If the module defines additional parameters, these parameters are directly available to the module, and their default should be specified in the conf/modules.config file (a warning Access to undefined parameter will otherwise be thrown). These parameters should also be included in the nextflow_schema.json parameter definition file, which can be done interactively by using the nf-core tool:

nf-core schema build

Adding modules to nf-core

In the same way as pipelines, nf-core modules are created from a template using the nf-core modules create command.

A step-by-step tutorial adding new modules has been created that explains the procedure in detail.

Exercise 4 (add a module to a pipeline)

  • Use the pipeline you created in Exercise 2 and add an nf-core module (e.g. trimgalore).
  • Connect the module to the main pipeline workflow (under workflows/<pipeline-name>.nf).

Subworkflow

Subworkflows are chains of modules that offer a higher-level of functionality within the context of a pipeline. A subworkflow is able to run multiple tools on the same input file. Subworkflows should be shipped with the pipeline implementation and if required they should be shared amongst different pipelines directly from there. Shareable nf-core subworkflow files are available in the ‘subworkflow/’ directory of nf-core/modules along with the required documentation and tests.

Releasing nf-core pipelines

Your pipeline is written and ready to go! Before you can release it with nf-core there are a few steps that need to be done. First, tell everyone about it on Slack in the #new-pipelines channel. Hopefully you’ve already done this before you spent lots of time on your pipeline, to check that there aren’t other similar efforts happening elsewhere. Next, you need to be a member of the nf-core GitHub organisation. You can find instructions for how to do this at https://nf-co.re/join.

Forking to nf-core

Once you’re ready to go, you can fork your repository to nf-core. A lot of stuff happens automatically when you do this: the website will update itself to include your new pipeline, complete with rendered documentation pages and usage statistics. Your pipeline will also appear in the nf-core list command output and in various other locations.

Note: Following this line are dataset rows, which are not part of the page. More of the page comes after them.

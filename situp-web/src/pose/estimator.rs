//! Pose-estimation provider seam
//!
//! Landmark extraction and the geometric angle are delegated to whatever
//! model produced the frame. The counter only sees this trait.

use super::angles::calculate_joint_angle;
use super::joints::{JointMap, Landmark};

/// Provider of landmarks, named key points and joint angles
pub trait PoseEstimator {
    /// Input the provider understands (image, landmark buffer, ...)
    type Frame: ?Sized;

    /// Raw landmarks as the provider represents them
    type Landmarks;

    /// Detect landmarks in a frame. `None` when no person was found.
    fn landmarks(&mut self, frame: &Self::Frame) -> Option<Self::Landmarks>;

    /// Map landmarks to named joints. Empty or partial on weak detection.
    fn key_points(&self, landmarks: Option<&Self::Landmarks>) -> JointMap;

    /// Angle in degrees at `vertex`
    fn angle(&self, a: &Landmark, vertex: &Landmark, c: &Landmark) -> f32 {
        calculate_joint_angle(a, vertex, c)
    }
}
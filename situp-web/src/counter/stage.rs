//! Sit-up stages and angle-based stage classification
//!
//! Between the up and down thresholds the angle alone is ambiguous, so the
//! previous stage decides the direction of travel.

use super::config::Thresholds;

/// Discretized phase of the sit-up cycle
///
/// "Not yet classified" is `Option<Stage>::None` at the call sites.
#[derive(Clone, Copy, Debug, PartialEq, Eq, Hash)]
pub enum Stage {
    Down,
    TransitionUp,
    Up,
    TransitionDown,
    Unknown,
}

impl Stage {
    pub fn as_str(&self) -> &'static str {
        match self {
            Stage::Down => "down",
            Stage::TransitionUp => "transition_up",
            Stage::Up => "up",
            Stage::TransitionDown => "transition_down",
            Stage::Unknown => "unknown",
        }
    }

    /// Stages from which reaching `Down` completes a cycle
    pub fn is_descending(&self) -> bool {
        matches!(self, Stage::Up | Stage::TransitionDown)
    }
}

/// Classify a smoothed angle given where the subject was last frame
///
/// - angle > down threshold → `Down`
/// - angle < up threshold → `Up`
/// - dead zone after `Down` → `TransitionUp`
/// - dead zone after `Up` → `TransitionDown`
/// - otherwise the previous stage persists (`Unknown` if there was none)
pub fn next_stage(angle: f32, previous: Option<Stage>, thresholds: &Thresholds) -> Stage {
    if angle > thresholds.down_angle {
        Stage::Down
    } else if angle < thresholds.up_angle {
        Stage::Up
    } else {
        match previous {
            Some(Stage::Down) if angle < thresholds.down_angle => Stage::TransitionUp,
            Some(Stage::Up) if angle > thresholds.up_angle => Stage::TransitionDown,
            Some(stage) => stage,
            None => Stage::Unknown,
        }
    }
}
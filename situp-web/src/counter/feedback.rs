//! User-facing feedback for each frame

use std::fmt;

use super::stage::Stage;

/// Advisory, success or corrective message attached to a frame
#[derive(Clone, Copy, Debug, PartialEq, Eq)]
pub enum Feedback {
    /// No complete shoulder-hip-knee triple on either side
    NotPositioned,
    /// Triple present but the angle could not be measured
    LandmarksUnclear,
    /// A repetition was accepted; carries the new total
    Counted(u32),
    /// A cycle ended without reaching full range
    GoFurther,
    /// Advisory for the current stage
    Stage(Stage),
}

impl Feedback {
    pub fn message(&self) -> String {
        self.to_string()
    }
}

impl fmt::Display for Feedback {
    fn fmt(&self, f: &mut fmt::Formatter<'_>) -> fmt::Result {
        match self {
            Feedback::NotPositioned => {
                f.write_str("Position yourself for sit-ups: lie down with knees bent")
            }
            Feedback::LandmarksUnclear => f.write_str("Cannot detect body landmarks clearly"),
            Feedback::Counted(n) => write!(f, "Excellent! Sit-up #{} counted ✓", n),
            Feedback::GoFurther => f.write_str("Almost there! Go all the way up for full rep"),
            Feedback::Stage(stage) => f.write_str(match stage {
                Stage::Down => "Ready - now sit up!",
                Stage::TransitionUp => "Keep going up...",
                Stage::Up => "Good! Now go back down",
                Stage::TransitionDown => "Going down...",
                Stage::Unknown => "",
            }),
        }
    }
}
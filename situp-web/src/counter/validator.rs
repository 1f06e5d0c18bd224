//! Full-repetition validation
//!
//! Runs when the subject lands back in `Down`. Two gates:
//! 1. Range of motion: recent angles must span at least the configured range.
//! 2. Sequence: recent stage changes must contain
//!    `Down → (TransitionUp | Up) → Up → (TransitionDown | Down)`.
//!
//! A rejected cycle is not retried; the subject has to do another one.

use super::history::StageHistory;
use super::smoother::{AngleSmoother, ANGLE_HISTORY_CAPACITY};
use super::stage::Stage;

/// Stage-change events needed before the sequence gate can pass
pub const MIN_STAGE_EVENTS: usize = 4;

/// Stage-change events scanned for the cycle pattern
pub const SEQUENCE_WINDOW: usize = 5;

/// Outcome of validating one completed cycle
#[derive(Clone, Copy, Debug, PartialEq, Eq)]
pub enum RepVerdict {
    Valid,
    /// Recent angles never spread far enough apart
    ShallowMotion,
    /// Stage changes do not show a visit to `Up` between two downs
    IncompleteSequence,
}

impl RepVerdict {
    pub fn is_valid(&self) -> bool {
        matches!(self, RepVerdict::Valid)
    }
}

/// Validate a cycle that just ended in `Down`
pub fn validate_repetition(
    stages: &StageHistory,
    angles: &AngleSmoother,
    min_range_of_motion: f32,
) -> RepVerdict {
    if stages.len() < MIN_STAGE_EVENTS {
        return RepVerdict::IncompleteSequence;
    }

    if !has_range_of_motion(angles, min_range_of_motion) {
        return RepVerdict::ShallowMotion;
    }

    if contains_cycle(&stages.recent(SEQUENCE_WINDOW)) {
        RepVerdict::Valid
    } else {
        RepVerdict::IncompleteSequence
    }
}

/// Boolean form of [`validate_repetition`]
pub fn is_valid_repetition(
    stages: &StageHistory,
    angles: &AngleSmoother,
    min_range_of_motion: f32,
) -> bool {
    validate_repetition(stages, angles, min_range_of_motion).is_valid()
}

/// Range gate over the most recent samples. No samples, no range.
fn has_range_of_motion(angles: &AngleSmoother, min_range_of_motion: f32) -> bool {
    match angles.extent(ANGLE_HISTORY_CAPACITY) {
        Some((lo, hi)) => hi - lo >= min_range_of_motion,
        None => false,
    }
}

/// Scan every offset of the window for the down-up-down pattern
fn contains_cycle(window: &[Stage]) -> bool {
    window.windows(4).any(|w| {
        w[0] == Stage::Down
            && matches!(w[1], Stage::TransitionUp | Stage::Up)
            && w[2] == Stage::Up
            && matches!(w[3], Stage::TransitionDown | Stage::Down)
    })
}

Unfortunately, at the time of writing, the Zenodo (automated DOI assignment for releases) services are not created automatically. These can only be set up by nf-core administrators, so please ask someone to do this for you on Slack.

Initial community review

Once everything is set up and all tests are passing on the dev branch, let us know on the #pipeline-maintainers channel in the nf-core Slack workspace and we will do a large community review. This is a one-off process that is done before the first release for all pipelines. In order to give a nice interface to review all pipeline code, we create a “pseudo pull request” comparing dev against the first commit in the pipeline (hopefully the template creation). This PR will never be merged, but gives the GitHub review web pages where people can comment on specific lines in the code.

These first community reviews can take quite a long time and typically result in a lot of comments and suggestions (nf-core/deepvariant famously had 156 comments before it was approved). Try not to be intimidated - this is the main step where the community attempts to standardise and suggest improvements for your code. Your pipeline will come out the other side stronger than ever!

Making the first release

Once the pseudo-PR is approved, you’re ready to make the release. To do this, first bump the pipeline version to a stable tag using nf-core bump-version, then open a pull-request from the dev branch to master. Once tests are passing and two nf-core members have approved this PR, it can be merged to master. Then a GitHub release is made, using the contents of the changelog as a description.

Pipeline version numbers (release tags) should be numerical only, using semantic versioning. For example, with a release version 1.4.3, bumping to 2.0 would correspond to the major release where results would no longer be backwards compatible. Bumping to 1.5 would be a minor release, for example adding some new features. Bumping to 1.4.4 would be a patch release for minor things such as fixing bugs.

We have compiled a detailed release checklist for your reference.

Template updates

Over time, new versions of nf-core/tools will be released with changes to the template. In order to keep all nf-core pipelines in sync, we have developed an automated synchronisation procedure. A GitHub bot account, @nf-core-bot is scripted on a new tools release to use nf-core create with the new template using the input values you used on your pipeline. This is committed to the TEMPLATE branch and a pull-request created to incorporate these changes into dev.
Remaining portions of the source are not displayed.